=== Begin Enclosure ===

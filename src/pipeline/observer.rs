//! Pipeline observer: stage hooks for timing and inspection.
//!
//! Observers receive notifications at stage boundaries without coupling to
//! stage logic. All hooks default to no-ops, so an observer only implements
//! what it cares about.

use std::time::{Duration, Instant};

use crate::pagerank::PageRankResult;
use crate::types::{Sentence, Topic};

pub const STAGE_SEGMENT: &str = "segment";
pub const STAGE_TOPICS: &str = "topics";
pub const STAGE_GRAPH: &str = "graph";
pub const STAGE_RANK: &str = "rank";
pub const STAGE_CLEAN: &str = "clean";
pub const STAGE_STRUCTURE: &str = "structure";

/// Wall-clock timer for one stage
#[derive(Debug, Clone, Copy)]
pub struct StageClock(Instant);

impl StageClock {
    pub fn start() -> Self {
        Self(Instant::now())
    }

    pub fn elapsed(&self) -> Duration {
        self.0.elapsed()
    }
}

/// Metrics reported when a stage finishes
#[derive(Debug, Clone, Default, PartialEq)]
pub struct StageReport {
    elapsed: Duration,
    nodes: Option<usize>,
    edges: Option<usize>,
    iterations: Option<usize>,
    converged: Option<bool>,
}

impl StageReport {
    pub fn new(elapsed: Duration) -> Self {
        Self {
            elapsed,
            ..Self::default()
        }
    }

    pub fn elapsed(&self) -> Duration {
        self.elapsed
    }

    pub fn nodes(&self) -> Option<usize> {
        self.nodes
    }

    pub fn edges(&self) -> Option<usize> {
        self.edges
    }

    pub fn iterations(&self) -> Option<usize> {
        self.iterations
    }

    pub fn converged(&self) -> Option<bool> {
        self.converged
    }
}

/// Builder for reports that carry graph or rank metrics
#[derive(Debug, Clone)]
pub struct StageReportBuilder(StageReport);

impl StageReportBuilder {
    pub fn new(elapsed: Duration) -> Self {
        Self(StageReport::new(elapsed))
    }

    pub fn nodes(mut self, nodes: usize) -> Self {
        self.0.nodes = Some(nodes);
        self
    }

    pub fn edges(mut self, edges: usize) -> Self {
        self.0.edges = Some(edges);
        self
    }

    pub fn iterations(mut self, iterations: usize) -> Self {
        self.0.iterations = Some(iterations);
        self
    }

    pub fn converged(mut self, converged: bool) -> Self {
        self.0.converged = Some(converged);
        self
    }

    pub fn build(self) -> StageReport {
        self.0
    }
}

/// Receives callbacks as a summarization call moves through its stages
pub trait PipelineObserver {
    fn on_stage_start(&mut self, _stage: &'static str) {}

    fn on_stage_end(&mut self, _stage: &'static str, _report: &StageReport) {}

    /// Sentences segmented from the document
    fn on_sentences(&mut self, _sentences: &[Sentence]) {}

    /// Topics extracted (structured path only)
    fn on_topics(&mut self, _topics: &[Topic]) {}

    /// Centrality scores over all sentences
    fn on_rank(&mut self, _result: &PageRankResult) {}
}

/// Observer that ignores every notification
#[derive(Debug, Clone, Copy, Default)]
pub struct NoopObserver;

impl PipelineObserver for NoopObserver {}

/// Records every stage report in execution order
#[derive(Debug, Clone, Default)]
pub struct StageTimingObserver {
    reports: Vec<(&'static str, StageReport)>,
}

impl StageTimingObserver {
    pub fn new() -> Self {
        Self::default()
    }

    pub fn reports(&self) -> &[(&'static str, StageReport)] {
        &self.reports
    }

    /// Names of the stages that ran, in order
    pub fn stages(&self) -> Vec<&'static str> {
        self.reports.iter().map(|(name, _)| *name).collect()
    }

    /// Sum of all stage durations
    pub fn total(&self) -> Duration {
        self.reports.iter().map(|(_, r)| r.elapsed()).sum()
    }
}

impl PipelineObserver for StageTimingObserver {
    fn on_stage_end(&mut self, stage: &'static str, report: &StageReport) {
        self.reports.push((stage, report.clone()));
    }
}

#[cfg(test)]
mod tests {
    use super::*;

    #[test]
    fn test_report_builder() {
        let report = StageReportBuilder::new(Duration::from_millis(3))
            .nodes(4)
            .edges(5)
            .iterations(12)
            .converged(true)
            .build();

        assert_eq!(report.elapsed(), Duration::from_millis(3));
        assert_eq!(report.nodes(), Some(4));
        assert_eq!(report.edges(), Some(5));
        assert_eq!(report.iterations(), Some(12));
        assert_eq!(report.converged(), Some(true));
    }

    #[test]
    fn test_plain_report_has_no_metrics() {
        let report = StageReport::new(Duration::ZERO);
        assert!(report.nodes().is_none());
        assert!(report.converged().is_none());
    }

    #[test]
    fn test_timing_observer_records_in_order() {
        let mut obs = StageTimingObserver::new();
        obs.on_stage_end(STAGE_SEGMENT, &StageReport::new(Duration::from_millis(1)));
        obs.on_stage_end(STAGE_RANK, &StageReport::new(Duration::from_millis(2)));

        assert_eq!(obs.stages(), vec![STAGE_SEGMENT, STAGE_RANK]);
        assert_eq!(obs.total(), Duration::from_millis(3));
    }

    #[test]
    fn test_clock_measures_forward() {
        let clock = StageClock::start();
        assert!(clock.elapsed() >= Duration::ZERO);
    }
}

=== End Enclosure ===

__ABOUT THIS TASK__
Go through the listing above and write out exactly the lines starting with the one holding "pub fn converged(mut" and running through the one holding "fn on_stage_end(&mut self, stage: &'static", ends included, and no others.

__WRITTEN RESPONSE__
    pub fn converged(mut self, converged: bool) -> Self {
        self.0.converged = Some(converged);
        self
    }

    pub fn build(self) -> StageReport {
        self.0
    }
}

/// Receives callbacks as a summarization call moves through its stages
pub trait PipelineObserver {
    fn on_stage_start(&mut self, _stage: &'static str) {}

    fn on_stage_end(&mut self, _stage: &'static str, _report: &StageReport) {}

    /// Sentences segmented from the document
    fn on_sentences(&mut self, _sentences: &[Sentence]) {}

    /// Topics extracted (structured path only)
    fn on_topics(&mut self, _topics: &[Topic]) {}

    /// Centrality scores over all sentences
    fn on_rank(&mut self, _result: &PageRankResult) {}
}

/// Observer that ignores every notification
#[derive(Debug, Clone, Copy, Default)]
pub struct NoopObserver;

impl PipelineObserver for NoopObserver {}

/// Records every stage report in execution order
#[derive(Debug, Clone, Default)]
pub struct StageTimingObserver {
    reports: Vec<(&'static str, StageReport)>,
}

impl StageTimingObserver {
    pub fn new() -> Self {
        Self::default()
    }

    pub fn reports(&self) -> &[(&'static str, StageReport)] {
        &self.reports
    }

    /// Names of the stages that ran, in order
    pub fn stages(&self) -> Vec<&'static str> {
        self.reports.iter().map(|(name, _)| *name).collect()
    }

    /// Sum of all stage durations
    pub fn total(&self) -> Duration {
        self.reports.iter().map(|(_, r)| r.elapsed()).sum()
    }
}

impl PipelineObserver for StageTimingObserver {
    fn on_stage_end(&mut self, stage: &'static str, report: &StageReport) {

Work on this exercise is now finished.